The end of spring and early summer always brings me back to those last days of school and the feelings that accompanied them. Cleaning out my locker and handing back the textbooks signaled the end of another scholastic journey. All of my doodles and caricatures of random teachers were safely in the trash. After the last question was answered on my last final exam of the school year, a fantastic burst of energy would envelop my soul.
This routine would repeat itself year after year, from elementary school through law school. Was it a sense of completion or the anticipation of summer activities? Probably a little of both.
As an adult, different thoughts about school pop up. How much of the material did I retain? Were the lessons themselves important or was it more about learning how to think?

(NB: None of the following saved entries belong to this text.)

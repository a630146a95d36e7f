//! The seam between the (IO-free) encoder and wherever theory text lives.

/// Resolves a `Load "path"` directive to UTF-8 source text.
///
/// This crate never touches the filesystem directly; `holobind-session`
/// supplies a filesystem-backed implementation, and tests supply an
/// in-memory one, so the encoder itself stays pure and easy to test.
pub trait TheoryLoader {
    /// Reads the theory text at `path`.
    fn read(&self, path: &str) -> std::io::Result<String>;
}

/// An in-memory loader, for tests and for embedding canned theories.
#[derive(Debug, Clone, Default)]
pub struct InMemoryLoader {
    theories: std::collections::HashMap<String, String>,
}

impl InMemoryLoader {
    /// An empty loader.
    pub fn new() -> Self {
        Self::default()
    }

    /// Registers `text` as the content found at `path`.
    pub fn with_theory(mut self, path: impl Into<String>, text: impl Into<String>) -> Self {
        self.theories.insert(path.into(), text.into());
        self
    }
}

impl TheoryLoader for InMemoryLoader {
    fn read(&self, path: &str) -> std::io::Result<String> {
        self.theories.get(path).cloned().ok_or_else(|| {
            std::io::Error::new(std::io::ErrorKind::NotFound, format!("no theory at {}", path))
        })
    }
}

#[cfg(test)]
mod tests {
    use super::*;

    #[test]
    fn in_memory_loader_reads_registered_theory() {
        let loader = InMemoryLoader::new().with_theory("animals.hb", "isA Rex Dog\n");
        assert_eq!(loader.read("animals.hb").unwrap(), "isA Rex Dog\n");
    }

    #[test]
    fn in_memory_loader_fails_on_unknown_path() {
        let loader = InMemoryLoader::new();
        assert!(loader.read("missing.hb").is_err());
    }
}
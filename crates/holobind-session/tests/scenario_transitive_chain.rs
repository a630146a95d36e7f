//! A transitive chain resolved through the fixed-operator allow-list.

use holobind_session::Session;

#[test]
fn rex_is_an_animal_via_dog_and_mammal() {
    let mut session = Session::new(1024).unwrap();
    let learned = session.learn(
        "isA Rex Dog\n\
         isA Dog Mammal\n\
         isA Mammal Animal\n\
         @goal isA Rex Animal",
    );
    assert!(learned.success);

    let proof = session.prove("isA Rex Animal", None);
    assert!(proof.valid);
    assert_eq!(proof.method.as_deref(), Some("transitive_chain"));

    let facts: Vec<&str> = proof.steps.iter().filter_map(|s| s.fact.as_deref()).collect();
    assert_eq!(facts, vec!["isA Rex Dog", "isA Dog Mammal", "isA Mammal Animal"]);
}

#[test]
fn adding_more_facts_never_breaks_an_existing_proof() {
    let mut session = Session::new(1024).unwrap();
    session.learn("isA Rex Dog\nisA Dog Mammal\nisA Mammal Animal");
    assert!(session.prove("isA Rex Animal", None).valid);

    session.learn("isA Fido Dog\nlocatedIn Tokyo Japan");
    assert!(session.prove("isA Rex Animal", None).valid);
}
//! First-order unification between a goal statement and a quantified
//! rule's conclusion (or, inside condition proving, a leaf pattern).

use holobind_encode::{Argument, Encoder, Statement};
use std::collections::HashMap;

/// A variable-name to ground-name binding map.
///
/// Bindings are always flat strings, never nested terms, so there is
/// nothing an occurs-check would catch here — a bound variable can never
/// contain itself, unlike unification over recursive term trees.
pub type Bindings = HashMap<String, String>;

/// Attempts to unify `pattern` against `goal`, starting from `bindings`.
///
/// `pattern`'s `Hole` arguments are the pattern's variables; every other
/// argument shape is treated as a constant that must name the same atom
/// as the corresponding `goal` argument. Operator and arity must match
/// exactly. Returns the extended binding map on success, consistent with
/// whatever `bindings` already held.
pub fn unify_statement(
    goal: &Statement,
    pattern: &Statement,
    encoder: &Encoder,
    bindings: &Bindings,
) -> Option<Bindings> {
    if goal.operator != pattern.operator {
        return None;
    }
    if goal.arguments.len() != pattern.arguments.len() {
        return None;
    }

    let mut result = bindings.clone();
    for (pattern_arg, goal_arg) in pattern.arguments.iter().zip(goal.arguments.iter()) {
        let goal_name = encoder.argument_name(goal_arg);
        match pattern_arg {
            Argument::Hole(var) => {
                if let Some(existing) = result.get(var) {
                    if existing != &goal_name {
                        return None;
                    }
                } else {
                    result.insert(var.clone(), goal_name);
                }
            }
            other => {
                if encoder.argument_name(other) != goal_name {
                    return None;
                }
            }
        }
    }
    Some(result)
}

#[cfg(test)]
mod tests {
    use super::*;
    use holobind_encode::parse_source;

    #[test]
    fn unifies_a_fully_variable_pattern() {
        let encoder = Encoder::new(64);
        let goal = parse_source("isA Rex Dog").unwrap().remove(0);
        let pattern = parse_source("isA ?x ?y").unwrap().remove(0);
        let bindings = unify_statement(&goal, &pattern, &encoder, &Bindings::new()).unwrap();
        assert_eq!(bindings.get("x"), Some(&"Rex".to_string()));
        assert_eq!(bindings.get("y"), Some(&"Dog".to_string()));
    }

    #[test]
    fn rejects_mismatched_operator() {
        let encoder = Encoder::new(64);
        let goal = parse_source("isA Rex Dog").unwrap().remove(0);
        let pattern = parse_source("partOf ?x ?y").unwrap().remove(0);
        assert!(unify_statement(&goal, &pattern, &encoder, &Bindings::new()).is_none());
    }

    #[test]
    fn rejects_inconsistent_repeated_variable() {
        let encoder = Encoder::new(64);
        let goal = parse_source("between Rex Dog").unwrap().remove(0);
        let pattern = parse_source("between ?x ?x").unwrap().remove(0);
        assert!(unify_statement(&goal, &pattern, &encoder, &Bindings::new()).is_none());
    }

    #[test]
    fn constant_slot_must_match_exactly() {
        let encoder = Encoder::new(64);
        let goal = parse_source("isA Rex Cat").unwrap().remove(0);
        let pattern = parse_source("isA ?x Dog").unwrap().remove(0);
        assert!(unify_statement(&goal, &pattern, &encoder, &Bindings::new()).is_none());
    }

    #[test]
    fn extends_preexisting_bindings_consistently() {
        let encoder = Encoder::new(64);
        let goal = parse_source("isA Rex Dog").unwrap().remove(0);
        let pattern = parse_source("isA ?x ?y").unwrap().remove(0);
        let mut seed = Bindings::new();
        seed.insert("x".to_string(), "Rex".to_string());
        let bindings = unify_statement(&goal, &pattern, &encoder, &seed).unwrap();
        assert_eq!(bindings.get("y"), Some(&"Dog".to_string()));

        let mut bad_seed = Bindings::new();
        bad_seed.insert("x".to_string(), "Fido".to_string());
        assert!(unify_statement(&goal, &pattern, &encoder, &bad_seed).is_none());
    }
}
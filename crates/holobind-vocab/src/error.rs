//! Error types for the vocabulary.

use holobind_geometry::GeometryError;
use std::fmt;

/// Failure modes for vocabulary construction.
#[derive(Debug, Clone, Copy, PartialEq, Eq)]
pub enum VocabError {
    /// The vocabulary's dimensionality is invalid.
    Geometry(GeometryError),
}

impl fmt::Display for VocabError {
    fn fmt(&self, f: &mut fmt::Formatter<'_>) -> fmt::Result {
        match self {
            VocabError::Geometry(e) => write!(f, "{}", e),
        }
    }
}

impl std::error::Error for VocabError {}

impl From<GeometryError> for VocabError {
    fn from(e: GeometryError) -> Self {
        VocabError::Geometry(e)
    }
}

/// Alias for `std::result::Result<T, VocabError>`.
pub type VocabResult<T> = std::result::Result<T, VocabError>;
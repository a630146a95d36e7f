//! Error types for bit-vector geometry.
//!
//! Every [`BitVector`](crate::BitVector) is created and combined under a
//! fixed dimensionality `D`. The two ways that invariant can be violated —
//! an invalid `D` at construction, or two vectors of different `D` meeting
//! in an operation — are captured here.

use std::fmt;

/// Failure modes for bit-vector construction and combination.
#[derive(Debug, Clone, Copy, PartialEq, Eq)]
pub enum GeometryError {
    /// `D` was not a positive multiple of 32.
    InvalidGeometry {
        /// The rejected dimensionality.
        requested_bits: usize,
    },
    /// Two vectors with different `D` were passed to the same operation.
    GeometryMismatch {
        /// `D` of the left-hand operand.
        expected_bits: usize,
        /// `D` of the right-hand operand.
        found_bits: usize,
    },
}

impl fmt::Display for GeometryError {
    fn fmt(&self, f: &mut fmt::Formatter<'_>) -> fmt::Result {
        match self {
            GeometryError::InvalidGeometry { requested_bits } => write!(
                f,
                "invalid geometry: {} is not a positive multiple of 32",
                requested_bits
            ),
            GeometryError::GeometryMismatch {
                expected_bits,
                found_bits,
            } => write!(
                f,
                "geometry mismatch: expected {} bits, found {} bits",
                expected_bits, found_bits
            ),
        }
    }
}

impl std::error::Error for GeometryError {}

/// Alias for `std::result::Result<T, GeometryError>`.
pub type GeometryResult<T> = std::result::Result<T, GeometryError>;
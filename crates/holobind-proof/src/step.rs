//! One entry in a proof's step log.

use std::collections::HashMap;

/// A single proof step, as appended to the log on every success.
///
/// The narrative pretty-printer (owned by `holobind-session`) turns each
/// step's `fact` into a sentence; nothing in this crate renders text.
#[derive(Debug, Clone, PartialEq, Default)]
pub struct Step {
    /// What happened: `direct_match`, `transitive_found`, `backward_chain`,
    /// `disjoint_check`, and so on.
    pub operation: String,
    /// The fact text this step matched against, if any (`"op arg1 arg2"`).
    pub fact: Option<String>,
    /// The name of the rule this step applied, if any.
    pub rule: Option<String>,
    /// Variable bindings introduced or confirmed by this step, if any.
    pub bindings: Option<HashMap<String, String>>,
    /// This step's own confidence contribution, if any.
    pub confidence: Option<f64>,
}

impl Step {
    /// Builds a step naming only its operation and fact.
    pub fn fact(operation: impl Into<String>, fact: impl Into<String>) -> Self {
        Self {
            operation: operation.into(),
            fact: Some(fact.into()),
            ..Default::default()
        }
    }
}
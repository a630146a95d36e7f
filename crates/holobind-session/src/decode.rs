//! `decode(vector)`: best-operator-then-per-position reconstruction of an
//! arbitrary vector back into a `(operator, args)` guess.

use holobind_algebra::{bind, top_k, PositionCodes};
use holobind_geometry::BitVector;
use holobind_vocab::Vocabulary;
use std::collections::HashSet;

/// How many argument positions `decode` attempts to fill in.
const MAX_DECODED_POSITIONS: usize = 5;

/// How many candidates `top_k` considers per position before taking the best.
const TOP_K: usize = 3;

/// One decoded argument slot.
#[derive(Debug, Clone, PartialEq)]
pub struct DecodedArgument {
    /// The best-matching vocabulary name for this position, or `None` if
    /// nothing cleared similarity zero (only possible against an empty
    /// vocabulary).
    pub name: Option<String>,
    /// That name's similarity to the decoded slot.
    pub similarity: f64,
}

/// The result of decoding an arbitrary vector against the vocabulary.
#[derive(Debug, Clone, PartialEq, Default)]
pub struct DecodeOutcome {
    /// The best-matching operator name, restricted to names this session
    /// has actually seen used as an operator.
    pub operator: Option<String>,
    /// That operator's similarity to `vector`.
    pub operator_similarity: f64,
    /// Up to [`MAX_DECODED_POSITIONS`] decoded argument slots, in order.
    pub arguments: Vec<DecodedArgument>,
}

/// Decodes `vector` by finding the best-matching operator, then XORing it
/// (and each position code in turn) back out to recover each argument
/// slot by top-K lookup against the whole vocabulary.
///
/// `operators` restricts the first lookup to names this session has
/// actually registered as an operator — without it, `decode` would happily
/// "discover" that an argument identifier is the best operator match,
/// which defeats the purpose of a structured guess.
pub fn decode(
    vector: &BitVector,
    vocab: &mut Vocabulary,
    positions: &mut PositionCodes,
    operators: &HashSet<String>,
) -> DecodeOutcome {
    let operator_entries: Vec<(&str, &BitVector)> = vocab
        .entries()
        .filter(|(name, _)| operators.contains(*name))
        .collect();
    let best_operator = top_k(vector, operator_entries, 1)
        .ok()
        .and_then(|mut v| if v.is_empty() { None } else { Some(v.remove(0)) });

    let (operator_name, operator_similarity) = match &best_operator {
        Some(scored) => (Some(scored.name.clone()), scored.similarity),
        None => (None, 0.0),
    };

    let mut arguments = Vec::new();
    if let Some(op) = &operator_name {
        let op_stamp = vocab.get_or_create(op);
        for i in 1..=MAX_DECODED_POSITIONS {
            let Ok(position) = positions.position(i) else {
                break;
            };
            let Ok(with_op_removed) = bind(vector, &op_stamp) else {
                break;
            };
            let Ok(slot) = bind(&with_op_removed, &position) else {
                break;
            };
            let candidates = top_k(&slot, vocab.entries(), TOP_K).unwrap_or_default();
            arguments.push(match candidates.into_iter().next() {
                Some(best) => DecodedArgument {
                    name: Some(best.name),
                    similarity: best.similarity,
                },
                None => DecodedArgument {
                    name: None,
                    similarity: 0.0,
                },
            });
        }
    }

    DecodeOutcome {
        operator: operator_name,
        operator_similarity,
        arguments,
    }
}

#[cfg(test)]
mod tests {
    use super::*;
    use holobind_algebra::stamp;

    #[test]
    fn decodes_a_fresh_statement_back_to_its_operator_and_args() {
        let mut vocab = Vocabulary::new(1024).unwrap();
        let mut positions = PositionCodes::new(1024);
        let mut operators = HashSet::new();
        operators.insert("isA".to_string());

        let op = vocab.get_or_create("isA");
        let subject = vocab.get_or_create("Rex");
        let object = vocab.get_or_create("Dog");
        let p1 = positions.position(1).unwrap();
        let p2 = positions.position(2).unwrap();
        let vector = bind(&bind(&op, &bind(&p1, &subject).unwrap()).unwrap(), &bind(&p2, &object).unwrap())
            .unwrap();

        let outcome = decode(&vector, &mut vocab, &mut positions, &operators);
        assert_eq!(outcome.operator.as_deref(), Some("isA"));
        assert!(outcome.operator_similarity > 0.99);
        assert_eq!(outcome.arguments[0].name.as_deref(), Some("Rex"));
        assert_eq!(outcome.arguments[1].name.as_deref(), Some("Dog"));
    }

    #[test]
    fn empty_operator_set_yields_no_operator() {
        let mut vocab = Vocabulary::new(64).unwrap();
        let mut positions = PositionCodes::new(64);
        let vector = stamp("anything", 64).unwrap();
        let outcome = decode(&vector, &mut vocab, &mut positions, &HashSet::new());
        assert!(outcome.operator.is_none());
        assert!(outcome.arguments.is_empty());
    }
}
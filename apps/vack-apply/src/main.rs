use std::io::Read;
use std::path::{Path, PathBuf};
use std::process::ExitCode;

use anyhow::Context;
use clap::{Parser, Subcommand, ValueEnum};
use serde_json::Value;
use tracing::{error, info};
use vack_client::ack::apply_versioned_ack_bytes;
use vack_client::config::AckOptions;
use vack_client::persistence::{load_slot_or_default, save_slot_to_path};
use vack_client::state::VersionedSlot;
use vack_codec::wire::WireFormat;
use vack_core::AckError;

mod slot;

use slot::{KindedSlot, ValueKind};

const EXIT_FAILURE: u8 = 1;
const EXIT_VERSION_MISMATCH: u8 = 2;
const EXIT_PROTOCOL_ERROR: u8 = 3;

#[derive(Parser)]
#[command(author, version, about, long_about = None)]
struct Cli {
    /// Path to a TOML options file (value key and messages)
    #[arg(long, short, env = "VACK_OPTIONS")]
    options: Option<PathBuf>,
    /// Overrides the value key from the options file
    #[arg(long)]
    value_key: Option<String>,
    /// Path of the persisted value slot
    #[arg(long, short, env = "VACK_STATE", default_value = "vack-slot.json")]
    state: PathBuf,
    #[command(subcommand)]
    command: Commands,
}

#[derive(Subcommand)]
enum Commands {
    /// Apply one acknowledgment to the slot
    Apply {
        /// File holding the acknowledgment; reads stdin when omitted
        input: Option<PathBuf>,
        #[arg(long, value_enum, default_value_t = InputFormat::Auto)]
        format: InputFormat,
        /// Shape a value must have to be stored
        #[arg(long, value_enum, default_value_t = ValueKind::Any)]
        value_kind: ValueKind,
    },
    /// Print the current slot
    Show,
}

#[derive(Debug, Clone, Copy, PartialEq, Eq, ValueEnum)]
enum InputFormat {
    Auto,
    Json,
    Cbor,
}

impl InputFormat {
    fn resolve(self, bytes: &[u8]) -> WireFormat {
        match self {
            Self::Auto => WireFormat::detect(bytes),
            Self::Json => WireFormat::Json,
            Self::Cbor => WireFormat::Cbor,
        }
    }
}

fn load_options(cli: &Cli) -> anyhow::Result<AckOptions> {
    let mut options = match &cli.options {
        Some(path) => AckOptions::load(path)
            .with_context(|| format!("loading options from {}", path.display()))?,
        None => AckOptions::default(),
    };
    if let Some(key) = &cli.value_key {
        options.value_key = key.clone();
        options.validate()?;
    }
    Ok(options)
}

fn read_input(input: Option<&Path>) -> anyhow::Result<Vec<u8>> {
    match input {
        Some(path) => {
            std::fs::read(path).with_context(|| format!("reading {}", path.display()))
        }
        None => {
            let mut bytes = Vec::new();
            std::io::stdin()
                .read_to_end(&mut bytes)
                .context("reading stdin")?;
            Ok(bytes)
        }
    }
}

fn exit_code_for(err: &AckError) -> u8 {
    match err {
        AckError::InvalidResponse(_) => EXIT_FAILURE,
        AckError::VersionMismatch(_) => EXIT_VERSION_MISMATCH,
        AckError::Protocol { .. } => EXIT_PROTOCOL_ERROR,
    }
}

/// Applies `bytes` to the slot at `state_path`.
///
/// The slot is saved whenever the acknowledgment changed it, including on a
/// version mismatch.
fn apply_to_slot(
    state_path: &Path,
    bytes: &[u8],
    format: WireFormat,
    value_kind: ValueKind,
    options: &AckOptions,
) -> anyhow::Result<Result<VersionedSlot<Value>, AckError>> {
    let mut slot: VersionedSlot<Value> = load_slot_or_default(state_path)?;
    let outcome = apply_versioned_ack_bytes(
        format,
        bytes,
        options,
        &mut KindedSlot {
            slot: &mut slot,
            kind: value_kind,
        },
    );

    match outcome {
        Ok(()) => {
            save_slot_to_path(state_path, &slot)?;
            Ok(Ok(slot))
        }
        Err(err) => {
            if err.state_applied() {
                save_slot_to_path(state_path, &slot)?;
            }
            Ok(Err(err))
        }
    }
}

fn run(cli: &Cli) -> anyhow::Result<ExitCode> {
    match &cli.command {
        Commands::Apply {
            input,
            format,
            value_kind,
        } => {
            let options = load_options(cli)?;
            let bytes = read_input(input.as_deref())?;
            let wire = format.resolve(&bytes);
            match apply_to_slot(&cli.state, &bytes, wire, *value_kind, &options)? {
                Ok(slot) => {
                    info!(version = %slot.version, "acknowledgment applied");
                    println!("applied version {}", slot.version);
                    Ok(ExitCode::SUCCESS)
                }
                Err(err) => {
                    error!("{err}");
                    Ok(ExitCode::from(exit_code_for(&err)))
                }
            }
        }
        Commands::Show => {
            let slot: VersionedSlot<Value> = load_slot_or_default(&cli.state)?;
            println!("{}", serde_json::to_string_pretty(&slot)?);
            Ok(ExitCode::SUCCESS)
        }
    }
}

fn main() -> ExitCode {
    let filter = std::env::var("VACK_LOG").unwrap_or_else(|_| "info".to_string());
    tracing_subscriber::fmt()
        .with_env_filter(filter)
        .with_writer(std::io::stderr)
        .init();

    let cli = Cli::parse();
    match run(&cli) {
        Ok(code) => code,
        Err(err) => {
            error!("{err:#}");
            ExitCode::from(EXIT_FAILURE)
        }
    }
}
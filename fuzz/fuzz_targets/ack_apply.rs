#![no_main]

use libfuzzer_sys::fuzz_target;
use vack_client::ack::{apply_versioned_ack_cbor, apply_versioned_ack_json};
use vack_client::config::AckOptions;
use vack_client::state::VersionedSlot;

fuzz_target!(|data: &[u8]| {
    let options = AckOptions::default();

    let mut slot: VersionedSlot<String> = VersionedSlot::default();
    let before = slot.clone();
    if let Err(err) = apply_versioned_ack_json(data, &options, &mut slot) {
        if !err.state_applied() {
            assert_eq!(slot, before);
        }
    }

    let mut slot: VersionedSlot<String> = VersionedSlot::default();
    if let Err(err) = apply_versioned_ack_cbor(data, &options, &mut slot) {
        if !err.state_applied() {
            assert_eq!(slot, before);
        }
    }
});
use serde_json::Value;

use crate::error::CodecError;

/// Byte encoding of an acknowledgment on the transport.
#[derive(Debug, Clone, Copy, PartialEq, Eq)]
pub enum WireFormat {
    Json,
    Cbor,
}

impl WireFormat {
    /// Guesses the encoding from the leading byte.
    ///
    /// CBOR maps start with major type 5 (`0xa0..=0xbf`); everything else is
    /// treated as JSON.
    pub fn detect(bytes: &[u8]) -> Self {
        match bytes.first() {
            Some(0xa0..=0xbf) => Self::Cbor,
            _ => Self::Json,
        }
    }

    pub fn decode(self, bytes: &[u8]) -> Result<Value, CodecError> {
        match self {
            Self::Json => decode_ack_json(bytes),
            Self::Cbor => decode_ack_cbor(bytes),
        }
    }
}

/// Decodes JSON bytes into an untyped response value.
pub fn decode_ack_json(bytes: &[u8]) -> Result<Value, CodecError> {
    Ok(serde_json::from_slice(bytes)?)
}

/// Decodes CBOR bytes into an untyped response value.
///
/// Map keys must be text; byte strings are rejected. NaN and infinities are
/// rejected as well, since JSON has no representation for them and they would
/// otherwise read back as `null`.
pub fn decode_ack_cbor(bytes: &[u8]) -> Result<Value, CodecError> {
    let cbor: ciborium::Value =
        ciborium::de::from_reader(bytes).map_err(|e| CodecError::Decode(e.to_string()))?;
    reject_non_finite(&cbor)?;
    cbor.deserialized().map_err(|e| CodecError::Decode(e.to_string()))
}

fn reject_non_finite(value: &ciborium::Value) -> Result<(), CodecError> {
    match value {
        ciborium::Value::Float(f) if !f.is_finite() => Err(CodecError::InvalidResponse(
            "non-finite float has no JSON representation",
        )),
        ciborium::Value::Array(items) => items.iter().try_for_each(reject_non_finite),
        ciborium::Value::Map(entries) => entries.iter().try_for_each(|(key, value)| {
            reject_non_finite(key)?;
            reject_non_finite(value)
        }),
        ciborium::Value::Tag(_, inner) => reject_non_finite(inner),
        _ => Ok(()),
    }
}

/// Encodes a response value as JSON.
pub fn encode_ack_json(raw: &Value) -> Result<Vec<u8>, CodecError> {
    serde_json::to_vec(raw).map_err(|e| CodecError::Encode(e.to_string()))
}

/// Encodes a response value as CBOR.
pub fn encode_ack_cbor(raw: &Value) -> Result<Vec<u8>, CodecError> {
    let mut bytes = Vec::new();
    ciborium::ser::into_writer(raw, &mut bytes).map_err(|e| CodecError::Encode(e.to_string()))?;
    Ok(bytes)
}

Considering how much time was spent in school, the benefits should seem easy to quantify, but they’re not.
I have been out of school and working longer than my time in school. I may have forgotten all of Genghis Khan’s personality quirks or how to solve a quadratic equation, but I know school’s teachable moments transcended any one lesson plan or pop quiz.
In contrast, elder law practice taught me the same lesson over and over, and this most important lesson learned from years of elder law practice is also important in our individual lives.
The most important lesson is prioritizing the art of communication. We all have loved ones who will need help someday and we want to help them in the best way possible. Illness and death can paralyze a family’s functionality.
Families that communicate well can problem solve and get things done, even under adverse circumstances. Walking on eggshells for fear of upsetting the volatile family member is a recipe for avoidance and failure.
Everyone has a phone in their hands or their pocket. A quick call, text or email with a PDF attachment can answer a question or alleviate a concern. If something someone did bothers you, talk to them. This consistent communication comes in handy in an emergency. When family members have a shorthand – an easy way to talk with each other, things get done: Advance directives can be easily found and shared, or a bill can be paid and a social worker can be addressed.
Watching the change in family communications over the last 25 years has been a revelation. Older generations kept very quiet on money subjects and very outspoken on health issues. Mistrust crept in and many family fights broke out.
Fighting still exists, to no one’s surprise, but even simple texts or an email can memorialize a conversation or a plan that would have otherwise been lost or misheard. The tech tools at our fingertips allow us to set up a video family meeting in seconds. For large families, the ability to see and talk to everyone to make important decisions in an instant is amazingly effective. Our firm uses this technology daily and I see the difference.
A formerly distant and uncoordinated family unit changes character quickly upon the introduction of group communications.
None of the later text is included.